Glaringly Garish Golden Gems


Of course I had to post a picture of myself next to the Tropical Fish Tank in the perfume department at 'David Jones'. 
In case you haven't read the previous post, I was Sampling Smells with MBF Marge who is visiting Sydney to see her 96 year old mother, Aileen, who I will feature in an upcoming entry. It's rather a novelty having a Mother That Old. But that's a whole other story, not this one.
Anyway, look at me.
Marge took the photo.  I look Slightly Dwarfed because she is so much taller than me. So she's forever looking down on me. But only physically, not in any other way. Ever.
But I'd love you to click on the photo to enlarge it so you could see the wonderful golden costume jewellry that Marge bought for me from an interesting garage sale she recently attended in Thousand Oaks, California.
 A Fish Pendant & two bracelets all made from the most Glaringly Garish Faux Gold imaginable! 
The garage sale was a kind of Deceased Estate.
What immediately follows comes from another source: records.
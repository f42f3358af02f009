//! Export formats offered by the format selector.

use std::fmt;
use std::str::FromStr;

use crate::error::PreviewError;

/// A file format the preview can be exported to.
#[derive(Debug, Clone, Copy, PartialEq, Eq, Hash)]
pub enum ExportFormat {
    Svg,
    Png,
}

impl ExportFormat {
    /// File extension, without the dot.
    pub fn extension(self) -> &'static str {
        match self {
            Self::Svg => "svg",
            Self::Png => "png",
        }
    }

    pub fn mime(self) -> &'static str {
        match self {
            Self::Svg => "image/svg+xml",
            Self::Png => "image/png",
        }
    }

    /// `"{stem}.{extension}"`
    pub fn file_name(self, stem: &str) -> String {
        format!("{stem}.{}", self.extension())
    }
}

impl FromStr for ExportFormat {
    type Err = PreviewError;

    /// Parses the selector value exactly as written; no case folding.
    fn from_str(value: &str) -> Result<Self, Self::Err> {
        match value {
            "svg" => Ok(Self::Svg),
            "png" => Ok(Self::Png),
            other => Err(PreviewError::UnsupportedFormat(other.to_string())),
        }
    }
}

impl fmt::Display for ExportFormat {
    fn fmt(&self, f: &mut fmt::Formatter<'_>) -> fmt::Result {
        f.write_str(self.extension())
    }
}
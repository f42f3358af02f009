//! Settings sync between the settings form and the engine.
//!
//! Writes go form → engine (`push_settings`), reads go engine → form
//! (`pull_settings`). A push is always followed by a pull so the form shows
//! whatever the engine normalised the input to.

use crate::engine::{EngineSettings, RenderEngine};

/// Form field holding the "render glyphs as text" checkbox.
pub const GLYPH_AS_TEXT: &str = "glyph_as_text";

/// Form field holding the font size.
pub const FONT_SIZE: &str = "font_size";

/// How a named form control takes a value.
#[derive(Debug, Clone, Copy, PartialEq, Eq)]
pub enum ControlKind {
    /// A checkbox; its `checked` state carries the value.
    Checkbox,
    /// A group of radio buttons sharing the name.
    RadioGroup,
    /// Anything with a `value` property (text, number, select, ...).
    Value,
}

/// A value destined for a form control.
#[derive(Debug, Clone, PartialEq, Eq)]
pub enum FieldValue {
    Bool(bool),
    Text(String),
}

impl FieldValue {
    /// Truthiness: a non-empty string counts as `true`.
    pub fn as_bool(&self) -> bool {
        match self {
            Self::Bool(b) => *b,
            Self::Text(t) => !t.is_empty(),
        }
    }

    pub fn as_text(&self) -> String {
        match self {
            Self::Bool(b) => b.to_string(),
            Self::Text(t) => t.clone(),
        }
    }
}

/// The settings form, seen through its named controls.
pub trait SettingsForm {
    /// Submitted value for `name`, as `FormData` would report it.
    ///
    /// An unchecked checkbox submits nothing and yields `None`.
    fn entry(&self, name: &str) -> Option<String>;

    /// Kind of the control(s) registered under `name`, if any.
    fn control_kind(&self, name: &str) -> Option<ControlKind>;

    fn set_checked(&mut self, name: &str, checked: bool);

    /// Check the radio in group `name` whose value is `value`.
    ///
    /// Returns `false` when no member matches.
    fn select_radio(&mut self, name: &str, value: &str) -> bool;

    fn set_value(&mut self, name: &str, value: &str);
}

/// Read the form's current submission as engine settings.
pub fn read_form<F: SettingsForm + ?Sized>(form: &F) -> EngineSettings {
    EngineSettings {
        // Absent checkbox means unchecked, not "keep previous".
        glyph_as_text: form
            .entry(GLYPH_AS_TEXT)
            .is_some_and(|value| FieldValue::Text(value).as_bool()),
        font_size: form.entry(FONT_SIZE).unwrap_or_default(),
    }
}

/// Push the form's values into the engine's canonical settings.
///
/// Returns what was written.
pub fn push_settings<E, F>(form: &F, engine: &mut E) -> EngineSettings
where
    E: RenderEngine + ?Sized,
    F: SettingsForm + ?Sized,
{
    let settings = read_form(form);
    log::debug!("pushing settings {settings:?}");
    engine.set_settings(&settings);
    settings
}

/// Form field names and values for `settings`.
pub fn form_fields(settings: &EngineSettings) -> [(&'static str, FieldValue); 2] {
    [
        (GLYPH_AS_TEXT, FieldValue::Bool(settings.glyph_as_text)),
        (FONT_SIZE, FieldValue::Text(settings.font_size.clone())),
    ]
}

/// Populate form controls from `fields`, dispatching on control kind.
///
/// Unknown names are logged and skipped. Returns how many fields were
/// applied.
pub fn fill_form<F: SettingsForm + ?Sized>(form: &mut F, fields: &[(&str, FieldValue)]) -> usize {
    let mut applied = 0;
    for (name, value) in fields {
        let Some(kind) = form.control_kind(name) else {
            log::warn!("No form element found with name: {name}");
            continue;
        };
        match kind {
            ControlKind::Checkbox => form.set_checked(name, value.as_bool()),
            ControlKind::RadioGroup => {
                if !form.select_radio(name, &value.as_text()) {
                    log::debug!("no radio in group {name} has value {value:?}");
                }
            }
            ControlKind::Value => form.set_value(name, &value.as_text()),
        }
        applied += 1;
    }
    applied
}

/// Show the engine's canonical settings in the form.
pub fn pull_settings<E, F>(form: &mut F, engine: &E) -> EngineSettings
where
    E: RenderEngine + ?Sized,
    F: SettingsForm + ?Sized,
{
    let settings = engine.settings();
    fill_form(form, &form_fields(&settings));
    settings
}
A old woman who had flown planes in WW2 with a whole lot of other women when they were not  old, recently died. I hope I'm getting this right. But I think they flew the planes. Maybe they built them. Or Something. But, in any event, these women  did one helluva job that was of course afterwards Completely Ignored & Forgotten. Like all the other brave women of WW2, after the war, they had to pack up their Flying Outfits & their Tool Boxes & pretend it all never happened. 
But this Woman didn't quite do that. I think she became a prominent person in aviation or something. Anyway, she had a husband but no children. So when she recently died, she left the contents of the house, which was apparently bulging with stuff, to Kindly Neighbours who've had about a thousand garage sales to get rid of it all. Marge only got wind of it all at the tail end, but  managed to grab these Still With the Tags On Golden Gems ,possibly from the seventies. 
I'm thrilled.

3 comments:

rozetta said...

I have a friend who was one of the women pilots during WWII. Since, all the pilots were directly involved with flying combat missions, the women ferried bombers across the Atlantic to Europe. They delivered hundreds a day. They were never considered army vets until a few years, ago. They did wear uniforms and she still fits into hers. 400 miles from the English coast they would be escorted into England by British spitfires, since the Germans would try to shoot them down. The airplanes had sun domes, so that if the instrument panels went out they could guide themselves by the stars. She got word that her husband was shot down over Burma. She was only 21, at the time.

Della Street Dreaming said...

Thank you Rozetta!
What an amazing story.

Darla said...

Love your new jewels and the story that goes with them just makes them all the more interesting.